Chronic intracochlear electrical stimulation in neonatally deafened cats: effects of intensity and stimulating electrode location

Abstract

An earlier study conducted in this laboratory suggested that chronic intracochelear electrical stimulation at moderate current levels can at least partially delay or prevent the retrograde degeneration of primary auditory (spiral ganglion) neurons that otherwise is progressive after neonatal deafness induced by ototoxic drug administration. Increased survival of spiral ganglion neurons was observed within the basal cochlear region near the stimulating biopolar electrode pairs, while in more apical regions there was no significant difference between the stimulated and control cochleas.

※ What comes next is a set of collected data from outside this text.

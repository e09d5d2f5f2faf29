//! Task Repository - Core CRUD Operations
//!
//! SQLite-backed, owner-scoped implementation of task CRUD.
//! Specialized operations are in separate modules:
//! - task_positioning: Order key management
//! - task_search: Search and counts

use async_trait::async_trait;
use chrono::{DateTime, Utc};
use rusqlite::{params, OptionalExtension};

use super::super::db::{not_initialized, SharedConnection};
use super::super::traits::OwnedRepository;
use crate::domain::{DomainError, DomainResult, Task, TaskDraft};

pub(super) const TASK_COLUMNS: &str =
    "id, owner_id, title, description, complete, created_at, position";

/// SQLite implementation of the task repository
#[derive(Clone)]
pub struct TaskRepository {
    pub(super) conn: SharedConnection,
}

impl TaskRepository {
    pub fn new(conn: SharedConnection) -> Self {
        Self { conn }
    }
}

#[async_trait]
impl OwnedRepository<Task> for TaskRepository {
    type Draft = TaskDraft;

    async fn create(&self, owner_id: u32, draft: &TaskDraft) -> DomainResult<Task> {
        let guard = self.conn.lock().await;
        let conn = guard.as_ref().ok_or_else(not_initialized)?;

        // Tail position is computed under the same lock as the insert
        let position: i32 = conn.query_row(
            "SELECT COALESCE(MAX(position), -1) + 1 FROM tasks WHERE owner_id = ?1",
            params![owner_id],
            |row| row.get(0),
        )?;

        let mut task = Task::from_draft(owner_id, draft);
        task.position = position;

        conn.execute(
            "INSERT INTO tasks (owner_id, title, description, complete, created_at, position) VALUES (?1, ?2, ?3, ?4, ?5, ?6)",
            params![
                owner_id,
                task.title,
                task.description,
                task.complete,
                task.created_at.timestamp_millis(),
                position
            ],
        )?;

        task.id = u32::try_from(conn.last_insert_rowid())
            .map_err(|e| DomainError::Internal(e.to_string()))?;
        // Stored precision is milliseconds
        task.created_at = millis_to_datetime(task.created_at.timestamp_millis())?;
        Ok(task)
    }

    async fn find(&self, owner_id: u32, id: u32) -> DomainResult<Task> {
        let guard = self.conn.lock().await;
        let conn = guard.as_ref().ok_or_else(not_initialized)?;
        find_owned(conn, owner_id, id)
    }

    async fn list(&self, owner_id: u32) -> DomainResult<Vec<Task>> {
        let guard = self.conn.lock().await;
        let conn = guard.as_ref().ok_or_else(not_initialized)?;

        let mut stmt = conn.prepare(&format!(
            "SELECT {} FROM tasks WHERE owner_id = ?1 ORDER BY position ASC, id ASC",
            TASK_COLUMNS
        ))?;
        let tasks = stmt
            .query_map(params![owner_id], row_to_task)?
            .collect::<Result<Vec<_>, _>>()?;
        Ok(tasks)
    }

    async fn update(&self, owner_id: u32, id: u32, draft: &TaskDraft) -> DomainResult<Task> {
        let guard = self.conn.lock().await;
        let conn = guard.as_ref().ok_or_else(not_initialized)?;

        let changed = conn.execute(
            "UPDATE tasks SET title = ?1, description = ?2, complete = ?3 WHERE id = ?4 AND owner_id = ?5",
            params![draft.title, draft.description, draft.complete, id, owner_id],
        )?;
        if changed == 0 {
            return Err(task_not_found(id));
        }

        find_owned(conn, owner_id, id)
    }

    async fn delete(&self, owner_id: u32, id: u32) -> DomainResult<()> {
        let guard = self.conn.lock().await;
        let conn = guard.as_ref().ok_or_else(not_initialized)?;

        // Survivors keep their order keys; only an explicit reorder renumbers
        let changed = conn.execute(
            "DELETE FROM tasks WHERE id = ?1 AND owner_id = ?2",
            params![id, owner_id],
        )?;
        if changed == 0 {
            return Err(task_not_found(id));
        }
        Ok(())
    }
}

pub(super) fn find_owned(conn: &rusqlite::Connection, owner_id: u32, id: u32) -> DomainResult<Task> {
    conn.query_row(
        &format!(
            "SELECT {} FROM tasks WHERE id = ?1 AND owner_id = ?2",
            TASK_COLUMNS
        ),
        params![id, owner_id],
        row_to_task,
    )
    .optional()?
    .ok_or_else(|| task_not_found(id))
}

pub(super) fn task_not_found(id: u32) -> DomainError {
    DomainError::NotFound(format!("Task {} not found", id))
}

fn millis_to_datetime(millis: i64) -> DomainResult<DateTime<Utc>> {
    DateTime::from_timestamp_millis(millis)
        .ok_or_else(|| DomainError::Internal(format!("Invalid timestamp {}", millis)))
}

/// Convert a database row to Task
pub(super) fn row_to_task(row: &rusqlite::Row) -> rusqlite::Result<Task> {
    let millis: i64 = row.get(5)?;
    let created_at = DateTime::from_timestamp_millis(millis).ok_or_else(|| {
        rusqlite::Error::IntegralValueOutOfRange(5, millis)
    })?;

    Ok(Task {
        id: row.get(0)?,
        owner_id: row.get(1)?,
        title: row.get(2)?,
        description: row.get(3)?,
        complete: row.get(4)?,
        created_at,
        position: row.get(6)?,
    })
}
//! Process-local cache backend.

use async_trait::async_trait;
use std::collections::HashMap;
use std::sync::Arc;
use std::time::{Duration, Instant};
use tokio::sync::Mutex;

use super::KeyValueCache;
use crate::domain::DomainResult;

struct Entry {
    value: String,
    expires_at: Option<Instant>,
}

impl Entry {
    fn is_live(&self, now: Instant) -> bool {
        self.expires_at.map_or(true, |at| now < at)
    }
}

/// In-memory cache; contents vanish with the process
#[derive(Clone, Default)]
pub struct MemoryCache {
    entries: Arc<Mutex<HashMap<String, Entry>>>,
}

impl MemoryCache {
    pub fn new() -> Self {
        Self::default()
    }

    /// Number of live entries
    pub async fn len(&self) -> usize {
        let now = Instant::now();
        self.entries.lock().await.values().filter(|e| e.is_live(now)).count()
    }

    pub async fn is_empty(&self) -> bool {
        self.len().await == 0
    }

    pub async fn clear(&self) {
        self.entries.lock().await.clear();
    }
}

#[async_trait]
impl KeyValueCache for MemoryCache {
    async fn get(&self, key: &str) -> DomainResult<Option<String>> {
        let mut entries = self.entries.lock().await;
        let now = Instant::now();

        match entries.get(key) {
            Some(entry) if entry.is_live(now) => Ok(Some(entry.value.clone())),
            Some(_) => {
                entries.remove(key);
                Ok(None)
            }
            None => Ok(None),
        }
    }

    async fn set(&self, key: &str, value: String, ttl: Option<Duration>) -> DomainResult<()> {
        let expires_at = ttl.map(|ttl| Instant::now() + ttl);
        self.entries
            .lock()
            .await
            .insert(key.to_string(), Entry { value, expires_at });
        Ok(())
    }
}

The mechanisms underlying this maintenance of spiral ganglion neurons induced by chronic electrical stimulation are uncertain, especially since increased neuronal survival was observed over broader sectors of the ganglion than would be expected to be directly activated by the bipolar electrodes and moderate stimulation intensity (6 dB above electrically evoked auditory brainstem response threshold) used. In this report, data are presented from a second series of neonatally deafened and chronically stimulated cats. The parameters for chronic electrical stimulation were manipulated in two simple ways. First, the intensity of the electrical stimulus was reduced from the earlier study, while the duration of chronic stimualtion periods was increased; and secondly, two different intracochlear positions of stimulating electrodes were employed in different experimental groups. Results indicate that elecrical stimulation of the cochlea at an extremely low intensity (2 dB above electrically evoked auditory brainstem response threshold) is sufficient to at least partially prevent or delay ganglion cell degeneration in the deafened cochlea. In addition, data suggest a differential distribution of the maintained or conserved ganglion cells, such that when the stimulating electrode pair was positioned near the base of the cochlea increased ganglion survival in a more basal cochlear sector, while stimulation at a more apical site resulted in increased neuronal survival extending to more apical regions.